Encontro ocorreu depois ordem do STF para investigar vazamentos no caso Banco Master
O presidente Luiz Inácio Lula da Silva recebeu, em Brasília, o ministro Alexandre de Moraes, do Supremo Tribunal Federalista, além do novo ministro da Justiça, Wellington César Lima e Silva, e do secretário próprio da Receita Federalista do Brasil, Robinson Barreirinhas. Também participaram representantes do Banco Medial do Brasil, do Ministério da Rancho e da Polícia Federalista.
A reunião ocorreu dois dias depois de Moraes instituir a início de um questionário para apurar possíveis vazamentos de dados fiscais envolvendo sua família no contexto das investigações do Banco Master.
Ministro da Justiça minimiza foco no caso Master
Apesar da proximidade temporal com a decisão do STF, Wellington César afirmou que o caso Banco Master não foi o tema meão do encontro. Segundo ele, a tarifa principal foi a pronunciação entre órgãos do Estado para o combate ao violação organizado.

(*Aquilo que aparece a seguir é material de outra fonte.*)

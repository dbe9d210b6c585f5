// storefront/src/pipelines/password_pipeline.rs

//! Forgotten-password mail, reset by token, and the logged-in password change.

use storefront_flow::{ContextData, FlowResult, Pipeline, PipelineControl, Registry};
use tracing::{info, warn};

use crate::errors::AppError;
use crate::models::TokenPurpose;
use crate::pipelines::common_steps;
use crate::pipelines::contexts::{PasswordResetCtxData, PasswordResetRequestCtxData, UpdatePasswordCtxData};
use crate::services::{auth_service, mailer};

pub const NO_SUCH_ACCOUNT: &str = "There is no account with that email. You must register first.";
pub const RESET_LINK_INVALID: &str = "That is an invalid or expired token";
pub const INVALID_PASSWORD: &str = "Invalid password";

pub fn register_password_reset_request_pipeline(registry: &Registry<AppError>) -> FlowResult<()> {
  let mut request_p = Pipeline::<PasswordResetRequestCtxData, AppError>::new(&[
    ("load_account", false, None),
    ("issue_reset_token", false, None),
    ("send_reset_email", false, None),
  ]);

  request_p.on_root("load_account", |ctx_data: ContextData<PasswordResetRequestCtxData>| {
    Box::pin(async move {
      let (email, users) = {
        let guard = ctx_data.read();
        (guard.email.trim().to_string(), guard.app_state.users.clone())
      };
      auth_service::check_email(&email)?;

      let Some(user) = users.find_user_by_email(&email).await? else {
        warn!(%email, "Password reset for unknown email.");
        return Err(AppError::Validation(NO_SUCH_ACCOUNT.to_string()));
      };
      let mut guard = ctx_data.write();
      guard.email = email;
      guard.user = Some(user);
      Ok(PipelineControl::Continue)
    })
  })?;

  request_p.on_root("issue_reset_token", |ctx_data: ContextData<PasswordResetRequestCtxData>| {
    Box::pin(async move {
      let (app_state, user_id) = {
        let guard = ctx_data.read();
        (guard.app_state.clone(), guard.user.as_ref().map(|u| u.id))
      };
      let user_id = user_id.ok_or_else(|| AppError::Internal("User missing before token issue".to_string()))?;

      let token = common_steps::issue_token(&app_state, user_id, TokenPurpose::ResetPassword).await?;
      ctx_data.write().reset_token = Some(token);
      Ok::<_, AppError>(PipelineControl::Continue)
    })
  })?;

  request_p.on_root("send_reset_email", |ctx_data: ContextData<PasswordResetRequestCtxData>| {
    Box::pin(async move {
      let (app_state, email, token) = {
        let guard = ctx_data.read();
        (guard.app_state.clone(), guard.email.clone(), guard.reset_token.clone())
      };
      let token = token.ok_or_else(|| AppError::Internal("Reset token missing".to_string()))?;

      let mail = mailer::reset_password_mail(&app_state.config, &email, &token);
      common_steps::send_mail_step(&app_state, mail).await?;
      Ok::<_, AppError>(PipelineControl::Continue)
    })
  })?;

  registry.register_pipeline(request_p);
  info!("Password reset request pipeline registered.");
  Ok(())
}

pub fn register_password_reset_pipeline(registry: &Registry<AppError>) -> FlowResult<()> {
  let mut reset_p = Pipeline::<PasswordResetCtxData, AppError>::new(&[
    ("resolve_reset_token", false, None),
    ("validate_new_password", false, None),
    ("store_password", false, None),
    ("revoke_reset_tokens", false, None),
  ]);

  reset_p.on_root("resolve_reset_token", |ctx_data: ContextData<PasswordResetCtxData>| {
    Box::pin(async move {
      let (app_state, token) = {
        let guard = ctx_data.read();
        (guard.app_state.clone(), guard.token.clone())
      };

      let found = common_steps::resolve_token(&app_state, &token, TokenPurpose::ResetPassword, RESET_LINK_INVALID).await?;
      ctx_data.write().user_id = Some(found.user_id);
      Ok::<_, AppError>(PipelineControl::Continue)
    })
  })?;

  reset_p.on_root("validate_new_password", |ctx_data: ContextData<PasswordResetCtxData>| {
    Box::pin(async move {
      let guard = ctx_data.read();
      auth_service::check_new_password(&guard.password, &guard.confirm_password)?;
      Ok::<_, AppError>(PipelineControl::Continue)
    })
  })?;

  reset_p.on_root("store_password", |ctx_data: ContextData<PasswordResetCtxData>| {
    Box::pin(async move {
      let (app_state, user_id, password) = {
        let guard = ctx_data.read();
        (guard.app_state.clone(), guard.user_id, guard.password.clone())
      };
      let user_id = user_id.ok_or_else(|| AppError::Internal("User id missing".to_string()))?;

      common_steps::store_password(&app_state, user_id, &password).await?;
      Ok::<_, AppError>(PipelineControl::Continue)
    })
  })?;

  reset_p.on_root("revoke_reset_tokens", |ctx_data: ContextData<PasswordResetCtxData>| {
    Box::pin(async move {
      let (users, user_id) = {
        let guard = ctx_data.read();
        (guard.app_state.users.clone(), guard.user_id)
      };
      let user_id = user_id.ok_or_else(|| AppError::Internal("User id missing".to_string()))?;

      let revoked = users.revoke_tokens(user_id, TokenPurpose::ResetPassword).await?;
      info!(%user_id, revoked, "Reset tokens revoked.");
      Ok::<_, AppError>(PipelineControl::Continue)
    })
  })?;

  registry.register_pipeline(reset_p);
  info!("Password reset pipeline registered.");
  Ok(())
}

pub fn register_update_password_pipeline(registry: &Registry<AppError>) -> FlowResult<()> {
  let mut update_p = Pipeline::<UpdatePasswordCtxData, AppError>::new(&[
    ("validate_new_password", false, None),
    ("load_password_hash", false, None),
    ("verify_current_password", false, None),
    ("store_password", false, None),
  ]);

  update_p.on_root("validate_new_password", |ctx_data: ContextData<UpdatePasswordCtxData>| {
    Box::pin(async move {
      let guard = ctx_data.read();
      auth_service::check_new_password(&guard.new_password, &guard.confirm_password)?;
      Ok::<_, AppError>(PipelineControl::Continue)
    })
  })?;

  update_p.on_root("load_password_hash", |ctx_data: ContextData<UpdatePasswordCtxData>| {
    Box::pin(async move {
      let (users, user_id) = {
        let guard = ctx_data.read();
        (guard.app_state.users.clone(), guard.user_id)
      };

      let user = users
        .find_user(user_id)
        .await?
        .ok_or_else(|| AppError::NotFound("User not found".to_string()))?;
      ctx_data.write().stored_hash = Some(user.password_hash);
      Ok::<_, AppError>(PipelineControl::Continue)
    })
  })?;

  update_p.on_root("verify_current_password", |ctx_data: ContextData<UpdatePasswordCtxData>| {
    Box::pin(async move {
      let guard = ctx_data.read();
      let hash = guard
        .stored_hash
        .as_deref()
        .ok_or_else(|| AppError::Internal("Password hash missing".to_string()))?;
      if !auth_service::verify_password(hash, &guard.current_password)? {
        return Err(AppError::Validation(INVALID_PASSWORD.to_string()));
      }
      Ok(PipelineControl::Continue)
    })
  })?;

  update_p.on_root("store_password", |ctx_data: ContextData<UpdatePasswordCtxData>| {
    Box::pin(async move {
      let (app_state, user_id, password) = {
        let guard = ctx_data.read();
        (guard.app_state.clone(), guard.user_id, guard.new_password.clone())
      };

      common_steps::store_password(&app_state, user_id, &password).await?;
      Ok::<_, AppError>(PipelineControl::Continue)
    })
  })?;

  registry.register_pipeline(update_p);
  info!("Password update pipeline registered.");
  Ok(())
}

“O tema foi tratado uma vez que eixo”, afirmou o ministro ao jornal Folha de S.Paulo. “É uma diretriz de órgãos de Estado que não se preocupa com nenhuma particularidade específica. Por outro lado, não vai deixar de atuar contra todos aqueles que se ajustem a esse perfil.”

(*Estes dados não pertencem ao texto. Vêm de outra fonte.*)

// storefront/src/pipelines/signup_pipeline.rs

use storefront_flow::{ContextData, FlowResult, Pipeline, PipelineControl, Registry};
use tracing::{event, info, warn, Level};

use crate::errors::AppError;
use crate::models::{NewUser, TokenPurpose};
use crate::pipelines::common_steps;
use crate::pipelines::contexts::{ConfirmEmailCtxData, SignupCtxData};
use crate::services::auth_service;
use crate::services::mailer;

pub const USERNAME_TAKEN: &str = "That username is taken. Please choose a different one.";
pub const EMAIL_TAKEN: &str = "That email is taken. Please choose a different one.";
pub const CONFIRM_LINK_INVALID: &str = "The confirmation link is invalid or has expired.";

/// Registers the sign-up flow.
pub fn register_signup_pipeline(registry: &Registry<AppError>) -> FlowResult<()> {
  let mut signup_p = Pipeline::<SignupCtxData, AppError>::new(&[
    ("validate_signup_input", false, None),
    ("check_existing_user", false, None),
    ("create_user", false, None),
    ("issue_confirmation_token", false, None),
    ("send_confirmation_email", true, None),
  ]);

  signup_p.on_root("validate_signup_input", |ctx_data: ContextData<SignupCtxData>| {
    Box::pin(async move {
      let (username, email, password, confirm) = {
        let guard = ctx_data.read();
        (
          guard.username.trim().to_string(),
          guard.email.trim().to_string(),
          guard.password.clone(),
          guard.confirm_password.clone(),
        )
      };

      event!(Level::DEBUG, %email, "Validating signup input.");
      auth_service::check_username(&username)?;
      auth_service::check_email(&email)?;
      auth_service::check_new_password(&password, &confirm)?;

      {
        let mut guard = ctx_data.write();
        guard.username = username;
        guard.email = email;
      }
      Ok::<_, AppError>(PipelineControl::Continue)
    })
  })?;

  signup_p.on_root("check_existing_user", |ctx_data: ContextData<SignupCtxData>| {
    Box::pin(async move {
      let (username, email, users) = {
        let guard = ctx_data.read();
        (guard.username.clone(), guard.email.clone(), guard.app_state.users.clone())
      };

      if users.find_user_by_username(&username).await?.is_some() {
        warn!(%username, "Signup with a taken username.");
        return Err(AppError::Validation(USERNAME_TAKEN.to_string()));
      }
      if users.find_user_by_email(&email).await?.is_some() {
        warn!(%email, "Signup with a taken email.");
        return Err(AppError::Validation(EMAIL_TAKEN.to_string()));
      }
      Ok(PipelineControl::Continue)
    })
  })?;

  signup_p.on_root("create_user", |ctx_data: ContextData<SignupCtxData>| {
    Box::pin(async move {
      let (username, email, password, users) = {
        let guard = ctx_data.read();
        (
          guard.username.clone(),
          guard.email.clone(),
          guard.password.clone(),
          guard.app_state.users.clone(),
        )
      };

      let password_hash = auth_service::hash_password(&password)?;
      let user = users
        .create_user(NewUser {
          username,
          email,
          password_hash,
          confirmed: false,
          is_superuser: false,
        })
        .await?;
      info!(user_id = %user.id, "User created.");
      ctx_data.write().created_user = Some(user);
      Ok::<_, AppError>(PipelineControl::Continue)
    })
  })?;

  signup_p.on_root("issue_confirmation_token", |ctx_data: ContextData<SignupCtxData>| {
    Box::pin(async move {
      let (app_state, user_id) = {
        let guard = ctx_data.read();
        (guard.app_state.clone(), guard.created_user.as_ref().map(|u| u.id))
      };
      let user_id = user_id.ok_or_else(|| AppError::Internal("User missing after creation".to_string()))?;

      let token = common_steps::issue_token(&app_state, user_id, TokenPurpose::ConfirmEmail).await?;
      ctx_data.write().confirm_token = Some(token);
      Ok::<_, AppError>(PipelineControl::Continue)
    })
  })?;

  // Optional: a failed send leaves the account in place.
  signup_p.on_root("send_confirmation_email", |ctx_data: ContextData<SignupCtxData>| {
    Box::pin(async move {
      let (app_state, email, token) = {
        let guard = ctx_data.read();
        (guard.app_state.clone(), guard.email.clone(), guard.confirm_token.clone())
      };
      let Some(token) = token else {
        warn!(%email, "No confirmation token to send.");
        return Ok(PipelineControl::Continue);
      };

      let mail = mailer::confirmation_mail(&app_state.config, &email, &token);
      common_steps::send_mail_step(&app_state, mail).await?;
      ctx_data.write().confirmation_sent = true;
      Ok::<_, AppError>(PipelineControl::Continue)
    })
  })?;

  registry.register_pipeline(signup_p);
  info!("Sign-up pipeline registered.");
  Ok(())
}

/// Registers the email confirmation flow.
pub fn register_confirm_email_pipeline(registry: &Registry<AppError>) -> FlowResult<()> {
  let mut confirm_p = Pipeline::<ConfirmEmailCtxData, AppError>::new(&[
    ("resolve_confirmation_token", false, None),
    ("load_user", false, None),
    (
      "mark_confirmed",
      false,
      Some(std::sync::Arc::new(|ctx: ContextData<ConfirmEmailCtxData>| ctx.read().already_confirmed)),
    ),
  ]);

  confirm_p.on_root("resolve_confirmation_token", |ctx_data: ContextData<ConfirmEmailCtxData>| {
    Box::pin(async move {
      let (app_state, token) = {
        let guard = ctx_data.read();
        (guard.app_state.clone(), guard.token.clone())
      };

      let found = common_steps::resolve_token(&app_state, &token, TokenPurpose::ConfirmEmail, CONFIRM_LINK_INVALID).await?;
      ctx_data.write().user_id = Some(found.user_id);
      Ok::<_, AppError>(PipelineControl::Continue)
    })
  })?;

  confirm_p.on_root("load_user", |ctx_data: ContextData<ConfirmEmailCtxData>| {
    Box::pin(async move {
      let (users, user_id) = {
        let guard = ctx_data.read();
        (guard.app_state.users.clone(), guard.user_id)
      };
      let user_id = user_id.ok_or_else(|| AppError::Validation(CONFIRM_LINK_INVALID.to_string()))?;

      let user = users
        .find_user(user_id)
        .await?
        .ok_or_else(|| AppError::NotFound("User not found".to_string()))?;
      ctx_data.write().already_confirmed = user.confirmed;
      Ok::<_, AppError>(PipelineControl::Continue)
    })
  })?;

  confirm_p.on_root("mark_confirmed", |ctx_data: ContextData<ConfirmEmailCtxData>| {
    Box::pin(async move {
      let (users, user_id) = {
        let guard = ctx_data.read();
        (guard.app_state.users.clone(), guard.user_id)
      };
      let user_id = user_id.ok_or_else(|| AppError::Internal("User id missing".to_string()))?;

      users.set_confirmed(user_id).await?;
      users.revoke_tokens(user_id, TokenPurpose::ConfirmEmail).await?;
      info!(%user_id, "Account confirmed.");
      Ok::<_, AppError>(PipelineControl::Continue)
    })
  })?;

  registry.register_pipeline(confirm_p);
  info!("Email confirmation pipeline registered.");
  Ok(())
}

#[cfg(test)]
mod tests {
  use super::*;
  use crate::repositories::memory::seed_user;
  use crate::state::testing::in_memory;
  use crate::state::AppState;
  use storefront_flow::PipelineResult;

  fn signup_ctx(state: &AppState, username: &str, email: &str) -> SignupCtxData {
    SignupCtxData {
      app_state: state.clone(),
      username: username.to_string(),
      email: email.to_string(),
      password: "pw-123456".to_string(),
      confirm_password: "pw-123456".to_string(),
      created_user: None,
      confirm_token: None,
      confirmation_sent: false,
    }
  }

  fn confirm_ctx(state: &AppState, token: &str) -> ConfirmEmailCtxData {
    ConfirmEmailCtxData {
      app_state: state.clone(),
      token: token.to_string(),
      user_id: None,
      already_confirmed: false,
    }
  }

  #[tokio::test]
  async fn signup_creates_unconfirmed_user_and_mails_link() {
    let (state, store, mailer) = in_memory();
    let ctx = ContextData::new(signup_ctx(&state, " jo ", "jo@example.com"));

    let result = state.flows.run(ctx.clone()).await.unwrap();

    assert_eq!(result, PipelineResult::Completed);
    let user = store.user_by_email("jo@example.com").expect("stored user");
    assert_eq!(user.username, "jo");
    assert!(!user.confirmed);
    assert!(ctx.read().confirmation_sent);
    let token = mailer.last_token_for("jo@example.com").expect("mailed token");
    assert_eq!(ctx.read().confirm_token.as_deref(), Some(token.as_str()));
  }

  #[tokio::test]
  async fn signup_survives_mail_failure() {
    let (state, store, mailer) = in_memory();
    mailer.set_failing(true);
    let ctx = ContextData::new(signup_ctx(&state, "jo", "jo@example.com"));

    assert_eq!(state.flows.run(ctx.clone()).await.unwrap(), PipelineResult::Completed);
    assert!(!ctx.read().confirmation_sent);
    assert!(store.user_by_email("jo@example.com").is_some());
  }

  #[tokio::test]
  async fn signup_rejects_taken_names() {
    let (state, _store, _mailer) = in_memory();
    state.flows.run(ContextData::new(signup_ctx(&state, "jo", "jo@example.com"))).await.unwrap();

    let name = state.flows.run(ContextData::new(signup_ctx(&state, "jo", "other@example.com"))).await;
    assert!(matches!(name, Err(AppError::Validation(ref m)) if m == USERNAME_TAKEN), "got {name:?}");

    let email = state.flows.run(ContextData::new(signup_ctx(&state, "other", "jo@example.com"))).await;
    assert!(matches!(email, Err(AppError::Validation(ref m)) if m == EMAIL_TAKEN), "got {email:?}");
  }

  #[tokio::test]
  async fn signup_rejects_mismatched_passwords() {
    let (state, store, _mailer) = in_memory();
    let mut data = signup_ctx(&state, "jo", "jo@example.com");
    data.confirm_password = "different".to_string();

    let result = state.flows.run(ContextData::new(data)).await;

    assert!(matches!(result, Err(AppError::Validation(_))), "got {result:?}");
    assert!(store.user_by_email("jo@example.com").is_none());
  }

  #[tokio::test]
  async fn confirmation_marks_user_once() {
    let (state, store, mailer) = in_memory();
    state.flows.run(ContextData::new(signup_ctx(&state, "jo", "jo@example.com"))).await.unwrap();
    let token = mailer.last_token_for("jo@example.com").unwrap();

    let first = ContextData::new(confirm_ctx(&state, &token));
    assert_eq!(state.flows.run(first.clone()).await.unwrap(), PipelineResult::Completed);
    assert!(!first.read().already_confirmed);
    let user = store.user_by_email("jo@example.com").unwrap();
    assert!(user.confirmed);
    assert!(store.tokens_for(user.id, TokenPurpose::ConfirmEmail).is_empty());

    // The link was consumed.
    let reused = state.flows.run(ContextData::new(confirm_ctx(&state, &token))).await;
    assert!(matches!(reused, Err(AppError::Validation(ref m)) if m == CONFIRM_LINK_INVALID), "got {reused:?}");
  }

  #[tokio::test]
  async fn confirmation_of_confirmed_account_skips_update() {
    let (state, store, _mailer) = in_memory();
    let user = seed_user(&store, "jo", "jo@example.com", true).await;
    let token = common_steps::issue_token(&state, user.id, TokenPurpose::ConfirmEmail).await.unwrap();

    let ctx = ContextData::new(confirm_ctx(&state, &token));
    assert_eq!(state.flows.run(ctx.clone()).await.unwrap(), PipelineResult::Completed);

    assert!(ctx.read().already_confirmed);
    assert_eq!(store.tokens_for(user.id, TokenPurpose::ConfirmEmail).len(), 1);
  }

  #[tokio::test]
  async fn expired_confirmation_link_is_rejected() {
    let (state, store, _mailer) = in_memory();
    let user = seed_user(&store, "jo", "jo@example.com", false).await;
    let token = common_steps::issue_token(&state, user.id, TokenPurpose::ConfirmEmail).await.unwrap();
    store.expire_tokens(user.id);

    let result = state.flows.run(ContextData::new(confirm_ctx(&state, &token))).await;

    assert!(matches!(result, Err(AppError::Validation(ref m)) if m == CONFIRM_LINK_INVALID), "got {result:?}");
    assert!(!store.user_by_email("jo@example.com").unwrap().confirmed);
  }
}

O encontro não constava inicialmente na agenda solene do presidente e só foi registrado depois sua realização.
Governo nega reação a conflitos institucionais
Wellington César também rejeitou a versão de que Lula teria convocado a reunião em razão de ruídos ou tensões entre os órgãos envolvidos.
“Eu acho que há uma constatação de que o tamanho do problema justifica e merece uma conjugação de esforços dessa graduação”, declarou.
Além dos já citados, estiveram presentes o ministro da Rancho, Fernando Haddad, o diretor do Banco Medial, Gabriel Galípolo, o ministro-chefe da Secretaria de Informação Social, Sidônio Palmeira, o procurador-geral da República, Paulo Gonet, o diretor-geral da Polícia Federalista, Andrei Rodrigues, e o secretário-executivo do Ministério da Rancho, Dario Durigan.
Integração entre órgãos é defendida por Wellington César
O ministro da Justiça destacou que a integração entre Receita Federalista, Polícia Federalista, Ministério Público e Judiciário é principal para dar efetividade às investigações e uniformizar procedimentos, respeitando as competências institucionais.
“Na prática, significa expressar que a Receita Federalista, a Polícia Federalista atuam num primeiro momento na persecução, no combate a esses crimes, mas, num determinado momento, o Ministério Público precisa entrar, o Judiciário precisa se pronunciar e ajustar essa sintonia de uma vez que isso suceder, uma vez que uniformizar procedimentos, respeitadas as garantias e a autonomia de cada um desses órgãos”, afirmou.
Segundo ele, novas reuniões com secretários especiais estavam previstas ao longo da tarde para aprofundar a cooperação entre os Poderes e outras instituições.
“Nós não podemos falar de racionalidade, de pronunciação, de integração se estabelecermos um teto ordinário para essas iniciativas”, disse. Para Wellington César, envolver todos os parceiros institucionais é a única forma de viabilizar essa coordenação.